Posted September 6th, 2008 at 02:48 PM by joeshaul
Updated September 6th, 2008 at 03:04 PM by joeshaul
Well, it's been a minor issue for the past few weeks, but I see the writing. One of our mighty press is dying!

Well, it's not quite that bad. Past few weeks it has been acting strange, you flip it on and it takes a minute before the LED's and such kick on. Sometimes you have to play with it, shut it off, then back on, wait a minute, then try again.

Today I decided to finally take it apart though. I left it sit for thirty minutes, played with it for about 5 more minutes, then got the tools.
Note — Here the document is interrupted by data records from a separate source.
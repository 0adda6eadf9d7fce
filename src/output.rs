//! Output formatting for CLI commands.

/// Trait for command outputs that can be formatted in multiple ways.
pub trait Output {
    /// Format as JSON
    fn to_json(&self) -> String;

    /// Format as text (human-readable)
    fn to_text(&self) -> String;

    fn format(&self, json: bool) -> String {
        if json {
            self.to_json()
        } else {
            self.to_text()
        }
    }
}

/// Print an output in the requested format.
pub fn print(output: &impl Output, json: bool) {
    println!("{}", output.format(json));
}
Since I left it sit for thirty minutes on the on position, I knew it wasn't just the lights having issues, since it didn't heat up at all.

I have no formal electronics training, but I've always liked to take things apart and repair them. Broken circuit boards are my favorite, since it's like completing a puzzle. I've done some reading on the subject, but am more of a practical person. My first thought is that the switch could just be worn. So I took it all apart to see what was inside. I decided to take some pictures and post what each thing does.

Electronic switches are fairly simple in nature. You can test them with a multimeter without having the equipment plugged in, which prevents a lot of damage (both to you and the equipment). Since the heat press is all about high wattage, I had it unplugged. When the switch is flipped to on, the circuit is completed and you have continuity on the legs, when it is off, the continuity is broken. So I just had to flip the multimeter to continuity check, and touch the two wires connected to the switch. At first I had nothing, so I toggled the switch and tried again. Still nothing, tried it once more. Got continuity! So indeed the switch is on death's door. This is a really cheap fix, hopefully will find one next time I head into town at a Radioshack. I want something with some heft to it, since there is a lot of current on the inside, otherwise I'd just rig up one of my little jobbers that I have sitting around. In the meantime, since the switch is on, I can get by with physically unplugging the machine, when I plug it back in, it'll immediately kick on.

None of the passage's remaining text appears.